Thursday, April 28, 2011

Dryden: "We can do better!"/Chretien: "Liberals fiscally responsible and socially committed"

By Les Wittington, Toronto Star, April 27, 2011
(At a rally featuring Jean Chretien) Liberal candidate Ken Dryden delivered an impassioned call to bring an end to Conservative rule, saying “it’s time to be offended by this Harper government. This prime minister’s bad for Canada. We are better than this.”
At the same rally, Jean Chretien reminded his audience that Liberals represent fiscal responsibility and social commitment...and that places his party smack in the middle between both the NDP and the Harper gang.

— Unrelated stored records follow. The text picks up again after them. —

//! Method body validation.
//!
//! Walks a lowered method body with one [`ValidationContext`], following the
//! scope protocol of each construct:
//!
//! | Construct | Scopes |
//! |-----------|--------|
//! | `if` | `If` { condition, `Fork(true)` { then }, `Fork(false)` { else } } |
//! | `a && b` | `a` in place, `And` { `b` } |
//! | `a \|\| b` | `a` in place, `Or` { `b` } |
//! | `!a` | `Not` { `a` } |
//! | `while` | `Loop` { condition, `Fork(true)` { body } } |
//! | `loop` | infinite `Loop` { `Block` { body } } |
//! | `assert` | `Block` { condition, promote `WhenTrue` } |
//! | `{ ... }` | `Block` { body } |

use rustc_hash::FxHashMap;
use tracing::trace;

use quill_common::limits::MAX_SCOPE_DEPTH;
use quill_common::{DiagnosticSink, NodeId, diagnostic_codes};
use quill_decl::Identity;
use quill_driver::DriverError;
use quill_flow::{Branch, JumpKind, ScopeToken, TypeRef, ValidationContext, VarStorage};

use crate::ast::{Param, TypeUse};
use crate::lattice::{self, ModelLattice, NULL_TYPE};
use crate::program::{Expr, Stmt};

pub struct BodyValidator<'a, 'l> {
    ctx: ValidationContext<'l>,
    lattice: &'l ModelLattice<'l>,
    types: &'l FxHashMap<NodeId, Identity>,
    errs: &'a mut DiagnosticSink,
    method: NodeId,
}

impl<'a, 'l> BodyValidator<'a, 'l> {
    /// `types` holds the resolved identity of every declared-type name node.
    pub fn new(
        lattice: &'l ModelLattice<'l>,
        types: &'l FxHashMap<NodeId, Identity>,
        method: NodeId,
        errs: &'a mut DiagnosticSink,
    ) -> Self {
        Self {
            ctx: ValidationContext::new(lattice),
            lattice,
            types,
            errs,
            method,
        }
    }

    #[tracing::instrument(level = "debug", skip_all, fields(method = self.method.0))]
    pub fn validate(
        mut self,
        params: &[Param],
        body: &[Stmt<TypeUse>],
    ) -> Result<(), DriverError> {
        for param in params {
            let ty = self.declared(param.ty.as_ref());
            self.ctx.register_var(
                self.method,
                &param.name,
                VarStorage::Parameter,
                ty,
                self.errs,
            );
        }
        let block = self.enter(ValidationContext::enter)?;
        self.stmts(body)?;
        self.ctx.exit(block)?;
        self.ctx.finish()?;
        Ok(())
    }

    fn declared(&self, ty: Option<&TypeUse>) -> Option<TypeRef> {
        let ty = ty?;
        let identity = self.types.get(&ty.node)?;
        self.lattice.type_of(identity, ty.nullable)
    }

    fn enter(
        &mut self,
        open: impl FnOnce(&mut ValidationContext<'l>) -> ScopeToken,
    ) -> Result<ScopeToken, DriverError> {
        if self.ctx.depth() >= MAX_SCOPE_DEPTH {
            return Err(DriverError::Internal(format!(
                "scopes nested deeper than {MAX_SCOPE_DEPTH}"
            )));
        }
        Ok(open(&mut self.ctx))
    }

    // =========================================================================
    // Statements
    // =========================================================================

    fn stmts(&mut self, stmts: &[Stmt<TypeUse>]) -> Result<(), DriverError> {
        let mut warned = false;
        for stmt in stmts {
            if !warned && !self.ctx.is_reachable() {
                self.ctx
                    .check_reachable(self.method, stmt.keyword(), self.errs);
                warned = true;
            }
            self.stmt(stmt)?;
        }
        Ok(())
    }

    fn stmt(&mut self, stmt: &Stmt<TypeUse>) -> Result<(), DriverError> {
        trace!(op = stmt.keyword(), depth = self.ctx.depth(), "statement");
        match stmt {
            Stmt::Var {
                name,
                ty,
                value,
                constant,
            } => {
                if let Some(value) = value {
                    self.expr(value)?;
                }
                let storage = if *constant && value.is_some() {
                    VarStorage::Constant
                } else {
                    VarStorage::Local
                };
                let ty = self.declared(ty.as_ref());
                let registered = self
                    .ctx
                    .register_var(self.method, name, storage, ty, self.errs);
                if registered && storage == VarStorage::Local && value.is_some() {
                    self.ctx.mark_var_write(self.method, name, false, self.errs);
                }
            }
            Stmt::Assign { name, value } => {
                self.expr(value)?;
                self.ctx.mark_var_write(self.method, name, false, self.errs);
            }
            Stmt::Eval { expr } => self.expr(expr)?,
            Stmt::If {
                cond,
                then,
                otherwise,
            } => {
                let if_scope = self.enter(ValidationContext::enter_if)?;
                self.expr(cond)?;
                let fork = self.enter(|ctx| ctx.enter_fork(true))?;
                self.stmts(then)?;
                self.ctx.exit(fork)?;
                if !otherwise.is_empty() {
                    let fork = self.enter(|ctx| ctx.enter_fork(false))?;
                    self.stmts(otherwise)?;
                    self.ctx.exit(fork)?;
                }
                self.ctx.exit(if_scope)?;
            }
            Stmt::While { label, cond, body } => {
                let lp = self.enter(|ctx| ctx.enter_loop(label.as_deref()))?;
                self.expr(cond)?;
                let fork = self.enter(|ctx| ctx.enter_fork(true))?;
                self.stmts(body)?;
                self.ctx.exit(fork)?;
                self.ctx.exit(lp)?;
            }
            Stmt::Loop { label, body } => {
                let lp = self.enter(|ctx| ctx.enter_infinite_loop(label.as_deref()))?;
                let block = self.enter(ValidationContext::enter)?;
                self.stmts(body)?;
                self.ctx.exit(block)?;
                self.ctx.exit(lp)?;
            }
            Stmt::Break { label } => {
                self.ctx
                    .jump(self.method, JumpKind::Break, label.as_deref(), self.errs);
            }
            Stmt::Continue { label } => {
                self.ctx
                    .jump(self.method, JumpKind::Continue, label.as_deref(), self.errs);
            }
            Stmt::Return { value } => {
                if let Some(value) = value {
                    self.expr(value)?;
                }
                self.ctx.set_reachable(false);
            }
            Stmt::Assert { cond } => {
                let block = self.enter(ValidationContext::enter)?;
                self.expr(cond)?;
                self.ctx.promote_branch(Branch::WhenTrue);
                self.ctx.exit(block)?;
            }
            Stmt::Block { body } => {
                let block = self.enter(ValidationContext::enter)?;
                self.stmts(body)?;
                self.ctx.exit(block)?;
            }
        }
        Ok(())
    }

    // =========================================================================
    // Expressions
    // =========================================================================

    /// Validate an expression. Conditions record their narrowings and
    /// conditional assignments on the outcomes of the current scope.
    fn expr(&mut self, expr: &Expr) -> Result<(), DriverError> {
        match expr {
            Expr::Lit | Expr::Null => {}
            Expr::Read { name } => {
                self.ctx.mark_var_read(self.method, name, self.errs);
            }
            Expr::Member { name } => {
                if self.ctx.mark_var_read(self.method, name, self.errs) && self.ctx.is_reachable()
                {
                    let current = self
                        .ctx
                        .narrowed_type(name)
                        .or_else(|| self.ctx.var(name).and_then(|v| v.ty));
                    if current.is_some_and(lattice::is_nullable) {
                        self.errs.log_code(
                            diagnostic_codes::NULLABLE_ACCESS,
                            self.method,
                            name,
                            &[name],
                        );
                    }
                }
            }
            Expr::Call { args, .. } => {
                for arg in args {
                    self.expr(arg)?;
                }
            }
            Expr::NotNull { name } => self.null_check(name, true),
            Expr::IsNull { name } => self.null_check(name, false),
            Expr::AssignCall { name, call } => {
                self.expr(call)?;
                self.ctx.mark_var_write(self.method, name, true, self.errs);
            }
            Expr::And { left, right } => {
                self.expr(left)?;
                let and = self.enter(ValidationContext::enter_and)?;
                self.expr(right)?;
                self.ctx.exit(and)?;
            }
            Expr::Or { left, right } => {
                self.expr(left)?;
                let or = self.enter(ValidationContext::enter_or)?;
                self.expr(right)?;
                self.ctx.exit(or)?;
            }
            Expr::Not { expr } => {
                let not = self.enter(ValidationContext::enter_not)?;
                self.expr(expr)?;
                self.ctx.exit(not)?;
            }
        }
        Ok(())
    }

    /// `name != null` (`non_null`) or `name == null`.
    fn null_check(&mut self, name: &str, non_null: bool) {
        if !self.ctx.mark_var_read(self.method, name, self.errs) {
            return;
        }
        let current = self
            .ctx
            .narrowed_type(name)
            .or_else(|| self.ctx.var(name).and_then(|v| v.ty));
        // already known to be Null, or known not to be
        let Some(current) = current.filter(|&ty| ty != NULL_TYPE && lattice::is_nullable(ty))
        else {
            return;
        };
        let present = lattice::non_null(current);
        let (when_true, when_false) = if non_null {
            (present, NULL_TYPE)
        } else {
            (NULL_TYPE, present)
        };
        self.ctx
            .narrow(self.method, name, Branch::WhenTrue, when_true, self.errs);
        self.ctx
            .narrow(self.method, name, Branch::WhenFalse, when_false, self.errs);
    }
}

And, for the next three or four days, Canadians will have to think "deep thoughts" about their future, about their family's future and about the kind of communication and relationship  we want with our government.

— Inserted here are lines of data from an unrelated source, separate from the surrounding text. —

//! Arena AST lowered from a [`ProgramSpec`].
//!
//! Nodes live in one `Vec` indexed by [`NodeId`]; node 0 is the program.
//! Every name the program writes (a supertype, a bound, a typedef target, a
//! declared type, an import path) becomes its own [`NodeKind::NameRef`] or
//! [`NodeKind::Import`] node, so each one owns exactly one resolver.
//!
//! | Node | Children |
//! |------|----------|
//! | `Program` | modules |
//! | `Module`, `Package` | imports, items |
//! | `Class` | type parameters, supertype refs, imports, items |
//! | `TypeParameter` | bound ref |
//! | `Typedef` | target ref |
//! | `Property` | bound ref (formal) or type ref |
//! | `Method` | type parameters, parameter and local type refs |

use quill_common::NodeId;
use quill_decl::Access;

use crate::error::ModelError;
use crate::program::{ImportSpec, ItemSpec, ModuleSpec, ProgramSpec, Stmt, TypeParamSpec};

/// Where the name a [`NodeKind::NameRef`] resolves to is recorded.
#[derive(Clone, Copy, Debug, PartialEq, Eq, Hash)]
pub enum RefRole {
    /// Supertype slot of the enclosing class.
    Contribution(usize),
    /// Constraint of the enclosing type parameter or formal property.
    Bound,
    /// Aliased type of the enclosing typedef.
    Target,
    PropertyType,
    ParamType,
    LocalType,
}

/// A declared type in a method or property: the name node plus the `?`.
#[derive(Clone, Copy, Debug, PartialEq, Eq, Hash)]
pub struct TypeUse {
    pub node: NodeId,
    pub nullable: bool,
}

#[derive(Clone, Debug, PartialEq)]
pub struct Param {
    pub name: String,
    pub ty: Option<TypeUse>,
}

#[derive(Clone, Debug, PartialEq)]
pub enum NodeKind {
    Program,
    Module,
    Package,
    Class {
        contributions: usize,
    },
    TypeParameter,
    Typedef,
    Property {
        formal: bool,
        ty: Option<TypeUse>,
    },
    Method {
        params: Vec<Param>,
        body: Vec<Stmt<TypeUse>>,
    },
    Import {
        path: Vec<String>,
    },
    NameRef {
        role: RefRole,
        path: Vec<String>,
    },
}

impl NodeKind {
    /// Whether the node declares an entity in the declaration tree.
    #[must_use]
    pub const fn declares(&self) -> bool {
        !matches!(
            self,
            Self::Program | Self::Import { .. } | Self::NameRef { .. }
        )
    }

    #[must_use]
    pub const fn keyword(&self) -> &'static str {
        match self {
            Self::Program => "program",
            Self::Module => "module",
            Self::Package => "package",
            Self::Class { .. } => "class",
            Self::TypeParameter => "type-param",
            Self::Typedef => "typedef",
            Self::Property { formal: true, .. } => "formal",
            Self::Property { .. } => "property",
            Self::Method { .. } => "method",
            Self::Import { .. } => "import",
            Self::NameRef { .. } => "name",
        }
    }
}

#[derive(Clone, Debug)]
pub struct AstNode {
    pub kind: NodeKind,
    /// Declared name; the written text for imports (their binding) and refs.
    pub name: String,
    pub access: Access,
    pub parent: Option<NodeId>,
    pub children: Vec<NodeId>,
    /// Imports owned by this node, by the name they bind.
    pub imports: Vec<(String, NodeId)>,
    /// Part of the built-in `core` module rather than the user's program.
    pub synthetic: bool,
}

#[derive(Clone, Debug, Default)]
pub struct Ast {
    nodes: Vec<AstNode>,
}

impl Ast {
    pub const ROOT: NodeId = NodeId(0);

    /// Lower a program, adding the built-in `core` module unless the program
    /// declares its own.
    pub fn lower(spec: &ProgramSpec) -> Result<Self, ModelError> {
        let mut ast = Self::default();
        ast.push(None, NodeKind::Program, "", Access::Public, false);
        for module in &spec.modules {
            ast.lower_module(module, false)?;
        }
        if !spec.modules.iter().any(|m| m.name == "core") {
            ast.lower_module(&core_module(), true)?;
        }
        Ok(ast)
    }

    #[must_use]
    pub fn len(&self) -> usize {
        self.nodes.len()
    }

    #[must_use]
    pub fn is_empty(&self) -> bool {
        self.nodes.is_empty()
    }

    #[must_use]
    pub fn get(&self, id: NodeId) -> Option<&AstNode> {
        self.nodes.get(id.index())
    }

    #[must_use]
    pub fn parent(&self, id: NodeId) -> Option<NodeId> {
        self.get(id).and_then(|n| n.parent)
    }

    #[must_use]
    pub fn children(&self, id: NodeId) -> &[NodeId] {
        self.get(id).map_or(&[], |n| n.children.as_slice())
    }

    pub fn ids(&self) -> impl Iterator<Item = NodeId> {
        (0..self.nodes.len() as u32).map(NodeId)
    }

    /// Dotted name of a node from its module (`app.Point.norm`).
    #[must_use]
    pub fn qualified_name(&self, id: NodeId) -> String {
        let mut parts = Vec::new();
        let mut current = Some(id);
        while let Some(cur) = current {
            let Some(node) = self.get(cur) else { break };
            if node.kind != NodeKind::Program {
                parts.push(node.name.as_str());
            }
            current = node.parent;
        }
        parts.reverse();
        parts.join(".")
    }

    /// The declaring node with the given qualified name.
    #[must_use]
    pub fn find(&self, path: &str) -> Option<NodeId> {
        self.ids().find(|&id| {
            self.get(id).is_some_and(|n| n.kind.declares()) && self.qualified_name(id) == path
        })
    }

    /// The name nodes owned by `owner`, in source order.
    pub fn refs(&self, owner: NodeId) -> impl Iterator<Item = (NodeId, &AstNode)> {
        self.children(owner).iter().filter_map(|&id| {
            let node = self.get(id)?;
            matches!(node.kind, NodeKind::NameRef { .. }).then_some((id, node))
        })
    }

    // =========================================================================
    // Lowering
    // =========================================================================

    fn push(
        &mut self,
        parent: Option<NodeId>,
        kind: NodeKind,
        name: &str,
        access: Access,
        synthetic: bool,
    ) -> NodeId {
        let id = NodeId(self.nodes.len() as u32);
        self.nodes.push(AstNode {
            kind,
            name: name.to_string(),
            access,
            parent,
            children: Vec::new(),
            imports: Vec::new(),
            synthetic,
        });
        if let Some(parent) = parent {
            self.nodes[parent.index()].children.push(id);
        }
        id
    }

    fn is_synthetic(&self, id: NodeId) -> bool {
        self.get(id).is_some_and(|n| n.synthetic)
    }

    fn lower_module(&mut self, module: &ModuleSpec, synthetic: bool) -> Result<(), ModelError> {
        check_name(&module.name)?;
        let id = self.push(
            Some(Self::ROOT),
            NodeKind::Module,
            &module.name,
            Access::Public,
            synthetic,
        );
        self.lower_imports(id, &module.imports)?;
        for item in &module.items {
            self.lower_item(id, item)?;
        }
        Ok(())
    }

    fn lower_imports(&mut self, owner: NodeId, imports: &[ImportSpec]) -> Result<(), ModelError> {
        for import in imports {
            let path = split_path(&import.name)?;
            let binding = import.binding().to_string();
            check_name(&binding)?;
            let node = self.push(
                Some(owner),
                NodeKind::Import { path },
                &binding,
                Access::Public,
                false,
            );
            self.nodes[owner.index()].imports.push((binding, node));
        }
        Ok(())
    }

    fn lower_item(&mut self, parent: NodeId, item: &ItemSpec) -> Result<(), ModelError> {
        check_name(item.name())?;
        let synthetic = self.is_synthetic(parent);
        match item {
            ItemSpec::Package {
                name,
                access,
                imports,
                items,
            } => {
                let id = self.push(Some(parent), NodeKind::Package, name, *access, synthetic);
                self.lower_imports(id, imports)?;
                for item in items {
                    self.lower_item(id, item)?;
                }
            }
            ItemSpec::Class {
                name,
                access,
                type_params,
                extends,
                imports,
                items,
            } => {
                let kind = NodeKind::Class {
                    contributions: extends.len(),
                };
                let id = self.push(Some(parent), kind, name, *access, synthetic);
                self.lower_type_params(id, type_params)?;
                for (slot, supertype) in extends.iter().enumerate() {
                    self.type_use(id, RefRole::Contribution(slot), supertype)?;
                }
                self.lower_imports(id, imports)?;
                for item in items {
                    self.lower_item(id, item)?;
                }
            }
            ItemSpec::Typedef {
                name,
                access,
                target,
            } => {
                let id = self.push(Some(parent), NodeKind::Typedef, name, *access, synthetic);
                self.type_use(id, RefRole::Target, target)?;
            }
            ItemSpec::Property {
                name,
                access,
                ty,
                formal,
            } => {
                let kind = NodeKind::Property {
                    formal: *formal,
                    ty: None,
                };
                let id = self.push(Some(parent), kind, name, *access, synthetic);
                if *formal {
                    let bound = ty.as_deref().unwrap_or("Object");
                    self.type_use(id, RefRole::Bound, bound)?;
                } else if let Some(ty) = ty {
                    let ty = self.type_use(id, RefRole::PropertyType, ty)?;
                    self.nodes[id.index()].kind = NodeKind::Property {
                        formal: false,
                        ty: Some(ty),
                    };
                }
            }
            ItemSpec::Method {
                name,
                access,
                type_params,
                params,
                body,
            } => {
                let kind = NodeKind::Method {
                    params: Vec::new(),
                    body: Vec::new(),
                };
                let id = self.push(Some(parent), kind, name, *access, synthetic);
                self.lower_type_params(id, type_params)?;
                let mut lowered = Vec::with_capacity(params.len());
                for param in params {
                    check_name(&param.name)?;
                    let ty = match &param.ty {
                        Some(ty) => Some(self.type_use(id, RefRole::ParamType, ty)?),
                        None => None,
                    };
                    lowered.push(Param {
                        name: param.name.clone(),
                        ty,
                    });
                }
                let mut stmts = Vec::with_capacity(body.len());
                for stmt in body.iter().cloned() {
                    stmts.push(stmt.map_types(&mut |ty: String| {
                        self.type_use(id, RefRole::LocalType, &ty)
                    })?);
                }
                self.nodes[id.index()].kind = NodeKind::Method {
                    params: lowered,
                    body: stmts,
                };
            }
        }
        Ok(())
    }

    fn lower_type_params(
        &mut self,
        owner: NodeId,
        type_params: &[TypeParamSpec],
    ) -> Result<(), ModelError> {
        let synthetic = self.is_synthetic(owner);
        for param in type_params {
            check_name(&param.name)?;
            let id = self.push(
                Some(owner),
                NodeKind::TypeParameter,
                &param.name,
                Access::Public,
                synthetic,
            );
            let bound = param.bound.as_deref().unwrap_or("Object");
            self.type_use(id, RefRole::Bound, bound)?;
        }
        Ok(())
    }

    /// Add a name node for a written type under `owner`.
    fn type_use(&mut self, owner: NodeId, role: RefRole, text: &str) -> Result<TypeUse, ModelError> {
        let (path, nullable) = parse_type(text)?;
        let name = path.join(".");
        let synthetic = self.is_synthetic(owner);
        let node = self.push(
            Some(owner),
            NodeKind::NameRef { role, path },
            &name,
            Access::Public,
            synthetic,
        );
        Ok(TypeUse { node, nullable })
    }
}

fn check_name(name: &str) -> Result<(), ModelError> {
    if name.trim().is_empty() {
        return Err(ModelError::EmptyName(name.to_string()));
    }
    Ok(())
}

fn split_path(text: &str) -> Result<Vec<String>, ModelError> {
    let segments: Vec<String> = text.split('.').map(|s| s.trim().to_string()).collect();
    if segments.iter().any(String::is_empty) {
        return Err(ModelError::EmptyName(text.to_string()));
    }
    Ok(segments)
}

/// `a.b.C?` is the path `a`, `b`, `C` and a nullable flag.
pub fn parse_type(text: &str) -> Result<(Vec<String>, bool), ModelError> {
    let text = text.trim();
    let (path, nullable) = match text.strip_suffix('?') {
        Some(path) => (path, true),
        None => (text, false),
    };
    Ok((split_path(path)?, nullable))
}

fn core_module() -> ModuleSpec {
    let class = |name: &str, items: Vec<ItemSpec>| ItemSpec::Class {
        name: name.to_string(),
        access: Access::Public,
        type_params: Vec::new(),
        extends: Vec::new(),
        imports: Vec::new(),
        items,
    };
    ModuleSpec {
        name: "core".to_string(),
        imports: Vec::new(),
        items: vec![
            class("Object", Vec::new()),
            class("Type", Vec::new()),
            class(
                "Boolean",
                vec![class("True", Vec::new()), class("False", Vec::new())],
            ),
            class("Int", Vec::new()),
            class("String", Vec::new()),
            class("Char", Vec::new()),
            class("Nullable", vec![class("Null", Vec::new())]),
            class("Exception", Vec::new()),
        ],
    }
}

And, as Michael Ignatieff reminded Jack Layton, "Polls don't make you Prime Minister!"
However, those same polls, showing that young voters and women voters are turning to the NDP in Quebec ( a significant and historic movement away from the sovereignist movement) and possibly also in Ontario, the traditional base of the Liberal party, could spell a very different kind of government from the one Canadians are accustomed to in Ottawa.
Political theory (from a political neophyte):
It says here that given the dramatic and insensitive turn to the right in Canadian politics over the last five years, linked with the kind of arrogance and contempt for the parliamentary process demonstrated by the Harper gang, following the stench of the sponsorship scandal, the country is tired of "same old" "same old" and may be deciding to "give those NDP'ers a chance" to play a significant role in government policy.

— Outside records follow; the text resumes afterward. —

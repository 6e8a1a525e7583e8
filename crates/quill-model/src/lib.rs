//! A reference front end for the quill semantic analysis core.
//!
//! Programs are JSON documents ([`program`]) lowered into an arena AST
//! ([`ast`]). [`Model`] implements every driver hook over that AST: it
//! registers declarations, resolves each written name with its own
//! resolver, validates method bodies and emits a textual listing.
//!
//! ```no_run
//! use quill_driver::DriverOptions;
//! use quill_model::{Model, compile};
//!
//! let mut model = Model::from_json(r#"{ "modules": [{ "name": "app" }] }"#)?;
//! let (report, errs) = compile(&mut model, &DriverOptions::default());
//! assert!(report.success && errs.is_empty());
//! # Ok::<(), quill_model::ModelError>(())
//! ```

use quill_common::DiagnosticSink;
use quill_driver::{CompilationDriver, CompileReport, DriverOptions};

pub mod program;
pub use program::{Expr, ImportSpec, ItemSpec, ModuleSpec, ParamSpec, ProgramSpec, Stmt, TypeParamSpec};

pub mod ast;
pub use ast::{Ast, AstNode, NodeKind, RefRole, TypeUse};

pub mod error;
pub use error::ModelError;

pub mod lattice;
pub use lattice::ModelLattice;

pub mod body;
pub use body::BodyValidator;

pub mod model;
pub use model::Model;

/// Run every pass over `model` with a fresh driver and sink.
pub fn compile(model: &mut Model, options: &DriverOptions) -> (CompileReport, DiagnosticSink) {
    let mut errs = options.new_sink();
    let mut driver = CompilationDriver::new(options.clone());
    let report = driver.run(model, &mut errs);
    (report, errs)
}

And even if the country does not see its way to elect a Liberal government, Dryden is right: It is time to be offended by this government....and we can do better!"
With the monstrous escape from the prison in Kandahar, from a project into which Canadians have invested millions of dollars and over 150 in human sacrifices, and with yesterday's assassination of nine U.S. soldiers by a single Afghan, armed with American weapons, bringing some U.S. soldiers to ask publicly, "What are we doing here?"....a new Canadian government without Harper as Prime Minister, could re-evaluate our continuing role there, including the option of withdrawal.
And a new Canadian government could also:
  • begin to take global warming and climate change seriously
  • begin to remove subsidies from the tar sands
  • begin to take the plight of our aboriginal peoples seriously
  • begin to refocus our government on the human needs, not merely the corporate agenda
  • cancel the proposed F-35 Fighter Jets that we just do not need
  • cancel the construction of billions of dollars in new prisons
  • begin to negotiate long-term serious funding for our health care system
  • restore Canada's place at the table of nations in the Security Council of the U.N.
  • restore some dignity to the plight of poor seniors
  • enhance the provision of prescription drugs under the Health Act
  • restore funding to those agencies stripped because of ideological differences with the Harper gang
  • begin to restore our crumbling infrastructure in roads, bridges and expanded high tech services
And most importantly, restore a sense of pride and hope in our own future simply through a commitment to open, honest and comprehensive "truth telling" with the Canadian people.